Problem.
When the line with "Loopcheck parses source" is reached, include it and stop; before that, copy each line of the listing exactly from the first.

Data provided.
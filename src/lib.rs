//! Loopcheck - editor-side infinite loop detection.
//!
//! Loopcheck flags a narrow, high-confidence anti-pattern: a `while` loop
//! whose condition is statically always true and whose body contains no
//! construct that can ever transfer control out of it. It runs on every
//! edit, so analysis is a single linear pass over a tree-sitter parse tree.
//!
//! # Architecture
//!
//! - `analysis`: tree-sitter parsers per language plus the static
//!   `LoopGrammar` node-kind tables
//! - `detect`: the loop finder and classifier, and the `analyze` entry point
//! - `config`: optional YAML configuration (enabled languages, server port)
//! - `report`: output formatting (pretty, JSON)
//! - `server`: line-delimited JSON-over-TCP transport for editor clients
//! - `cli`: the `check` and `serve` commands
//!
//! # Adding a New Language
//!
//! See `src/analysis/languages/`. Fill in a `LoopGrammar` table, implement
//! `LanguageAnalyzer`, and register it in `languages/mod.rs`.

pub mod analysis;
pub mod cli;
pub mod config;
pub mod detect;
pub mod report;
pub mod server;

pub use analysis::{
    analyzer_for_extension, get_analyzer, register_analyzers, LanguageAnalyzer, LoopGrammar,
    ParsedSource,
};
pub use config::Config;
pub use detect::{
    analyze, AnalysisResult, AnalyzeError, ConditionVerdict, Diagnostic, ExitEvidence,
};
pub use server::Server;

/// Initialize all subsystems.
///
/// Call this once at startup. Analyzer lookup also self-registers lazily, so
/// this is a convenience rather than a requirement.
pub fn init() {
    analysis::register_analyzers();
}
//! Command-line interface for loopcheck.

use clap::{Parser, Subcommand};
use rayon::prelude::*;
use std::path::{Path, PathBuf};
use walkdir::WalkDir;

use crate::analysis;
use crate::config::Config;
use crate::detect;
use crate::report::{self, FileReport};
use crate::server::Server;

/// Exit codes.
pub const EXIT_SUCCESS: i32 = 0;
pub const EXIT_FOUND: i32 = 1;
pub const EXIT_ERROR: i32 = 2;

/// Editor-side infinite loop detector.
///
/// Loopcheck parses source files with tree-sitter and flags `while` loops
/// whose condition is always true and whose body contains no break, return,
/// or recognized blocking call.
#[derive(Parser)]
#[command(name = "loopcheck")]
#[command(author, version, about, long_about = None)]
pub struct Cli {
    #[command(subcommand)]
    pub command: Commands,
}

#[derive(Subcommand)]
pub enum Commands {
    /// Analyze files or a directory for runaway loops
    #[command(visible_alias = "lint")]
    Check(CheckArgs),
    /// Run the analysis server the editor integration talks to
    Serve(ServeArgs),
}

/// Arguments for the check command.
#[derive(Parser)]
pub struct CheckArgs {
    /// Path to check (file or directory)
    pub path: PathBuf,

    /// Path to config YAML file (default: auto-discover)
    #[arg(short, long)]
    pub config: Option<PathBuf>,

    /// Output format: pretty or json
    #[arg(short, long, default_value = "pretty")]
    pub format: String,
}

/// Arguments for the serve command.
#[derive(Parser)]
pub struct ServeArgs {
    /// Port to listen on (default: from config)
    #[arg(short, long)]
    pub port: Option<u16>,

    /// Path to config YAML file (default: auto-discover)
    #[arg(short, long)]
    pub config: Option<PathBuf>,
}

fn load_config(path: &Option<PathBuf>) -> anyhow::Result<Config> {
    match path {
        Some(p) => Config::parse_file(p),
        None => Config::discover(),
    }
}

/// Collect analyzable files under root for the enabled languages.
fn collect_files(root: &Path, config: &Config) -> anyhow::Result<Vec<PathBuf>> {
    let mut files = Vec::new();

    for entry in WalkDir::new(root)
        .follow_links(true)
        .into_iter()
        .filter_entry(|e| {
            // The walk root is always scanned, even when its own name is
            // dot-prefixed; only directories below it get filtered.
            if e.depth() == 0 {
                return true;
            }
            let name = e.file_name().to_string_lossy();
            if e.file_type().is_dir()
                && (name.starts_with('.')
                    || name == "node_modules"
                    || name == "__pycache__"
                    || name == "venv"
                    || name == "target")
            {
                return false;
            }
            true
        })
    {
        let entry = entry?;
        if !entry.file_type().is_file() {
            continue;
        }
        let path = entry.path();
        let ext = path.extension().and_then(|e| e.to_str()).unwrap_or("");
        if let Some(analyzer) = analysis::analyzer_for_extension(ext) {
            if config.language_enabled(analyzer.language_id()) {
                files.push(path.to_path_buf());
            }
        }
    }

    files.sort();
    Ok(files)
}

/// Run the check command.
pub fn run_check(args: &CheckArgs) -> anyhow::Result<i32> {
    if args.format != "pretty" && args.format != "json" {
        eprintln!(
            "Error: invalid format {:?}, must be 'pretty' or 'json'",
            args.format
        );
        return Ok(EXIT_ERROR);
    }

    let config = load_config(&args.config)?;

    let abs_path = match args.path.canonicalize() {
        Ok(p) => p,
        Err(e) => {
            eprintln!("Error: cannot access path {:?}: {}", args.path, e);
            return Ok(EXIT_ERROR);
        }
    };

    let files = if abs_path.is_dir() {
        collect_files(&abs_path, &config)?
    } else {
        vec![abs_path.clone()]
    };

    if files.is_empty() {
        eprintln!("Warning: no files to scan");
        return Ok(EXIT_SUCCESS);
    }

    // Every analysis call is independent and stateless, so files fan out
    // across threads without coordination.
    let reports: Vec<FileReport> = files
        .par_iter()
        .map(|path| -> anyhow::Result<FileReport> {
            let ext = path.extension().and_then(|e| e.to_str()).unwrap_or("");
            let analyzer = analysis::analyzer_for_extension(ext)
                .ok_or_else(|| anyhow::anyhow!("unsupported file type: {}", path.display()))?;
            let source = std::fs::read_to_string(path)?;
            Ok(FileReport {
                file: path.display().to_string(),
                result: detect::analyze_with(analyzer, &source),
            })
        })
        .collect::<anyhow::Result<Vec<_>>>()?;

    match args.format.as_str() {
        "json" => report::write_json(&reports)?,
        _ => report::write_pretty(&reports),
    }

    let found = reports.iter().any(|r| !r.result.is_safe());
    if found {
        Ok(EXIT_FOUND)
    } else {
        Ok(EXIT_SUCCESS)
    }
}

/// Run the serve command. Blocks until killed.
pub fn run_serve(args: &ServeArgs) -> anyhow::Result<i32> {
    let config = load_config(&args.config)?;
    let port = args.port.unwrap_or(config.port);
    let server = Server::bind(port)?;
    server.run()?;
    Ok(EXIT_SUCCESS)
}

#[cfg(test)]
mod tests {
    use super::*;

    #[test]
    fn test_collect_files_filters_by_language() {
        let dir = tempfile::tempdir().unwrap();
        std::fs::write(dir.path().join("a.py"), "x = 1\n").unwrap();
        std::fs::write(dir.path().join("b.js"), "let x = 1;\n").unwrap();
        std::fs::write(dir.path().join("c.go"), "package main\n").unwrap();

        let config = Config::default();
        let files = collect_files(dir.path(), &config).unwrap();
        assert_eq!(files.len(), 2);

        let python_only = Config {
            languages: vec!["python".to_string()],
            ..Config::default()
        };
        let files = collect_files(dir.path(), &python_only).unwrap();
        assert_eq!(files.len(), 1);
        assert!(files[0].to_string_lossy().ends_with("a.py"));
    }

    #[test]
    fn test_collect_files_scans_dot_named_root() {
        let dir = tempfile::tempdir().unwrap();
        let root = dir.path().join(".workdir");
        std::fs::create_dir(&root).unwrap();
        std::fs::write(root.join("main.py"), "x = 1\n").unwrap();

        let files = collect_files(&root, &Config::default()).unwrap();
        assert_eq!(files.len(), 1);
    }

    #[test]
    fn test_collect_files_skips_hidden_and_vendor_dirs() {
        let dir = tempfile::tempdir().unwrap();
        std::fs::create_dir(dir.path().join("node_modules")).unwrap();
        std::fs::create_dir(dir.path().join(".git")).unwrap();
        std::fs::write(dir.path().join("node_modules/dep.js"), "x\n").unwrap();
        std::fs::write(dir.path().join(".git/hook.py"), "x\n").unwrap();
        std::fs::write(dir.path().join("main.py"), "x = 1\n").unwrap();

        let files = collect_files(dir.path(), &Config::default()).unwrap();
        assert_eq!(files.len(), 1);
    }
}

Finished task.
filename src/lib.rs
//! Loopcheck - editor-side infinite loop detection.
//!
//! Loopcheck flags a narrow, high-confidence anti-pattern: a `while` loop
//! whose condition is statically always true and whose body contains no
//! construct that can ever transfer control out of it. It runs on every
//! edit, so analysis is a single linear pass over a tree-sitter parse tree.
//!
//! # Architecture
//!
//! - `analysis`: tree-sitter parsers per language plus the static
//!   `LoopGrammar` node-kind tables
//! - `detect`: the loop finder and classifier, and the `analyze` entry point
//! - `config`: optional YAML configuration (enabled languages, server port)
//! - `report`: output formatting (pretty, JSON)
//! - `server`: line-delimited JSON-over-TCP transport for editor clients
//! - `cli`: the `check` and `serve` commands
//!
//! # Adding a New Language
//!
//! See `src/analysis/languages/`. Fill in a `LoopGrammar` table, implement
//! `LanguageAnalyzer`, and register it in `languages/mod.rs`.

pub mod analysis;
pub mod cli;
pub mod config;
pub mod detect;
pub mod report;
pub mod server;

pub use analysis::{
    analyzer_for_extension, get_analyzer, register_analyzers, LanguageAnalyzer, LoopGrammar,
    ParsedSource,
};
pub use config::Config;
pub use detect::{
    analyze, AnalysisResult, AnalyzeError, ConditionVerdict, Diagnostic, ExitEvidence,
};
pub use server::Server;

/// Initialize all subsystems.
///
/// Call this once at startup. Analyzer lookup also self-registers lazily, so
/// this is a convenience rather than a requirement.
pub fn init() {
    analysis::register_analyzers();
}
//! Command-line interface for loopcheck.

use clap::{Parser, Subcommand};
use rayon::prelude::*;
use std::path::{Path, PathBuf};
use walkdir::WalkDir;

use crate::analysis;
use crate::config::Config;
use crate::detect;
use crate::report::{self, FileReport};
use crate::server::Server;

/// Exit codes.
pub const EXIT_SUCCESS: i32 = 0;
pub const EXIT_FOUND: i32 = 1;
pub const EXIT_ERROR: i32 = 2;

/// Editor-side infinite loop detector.
///
/// Loopcheck parses source files with tree-sitter and flags `while` loops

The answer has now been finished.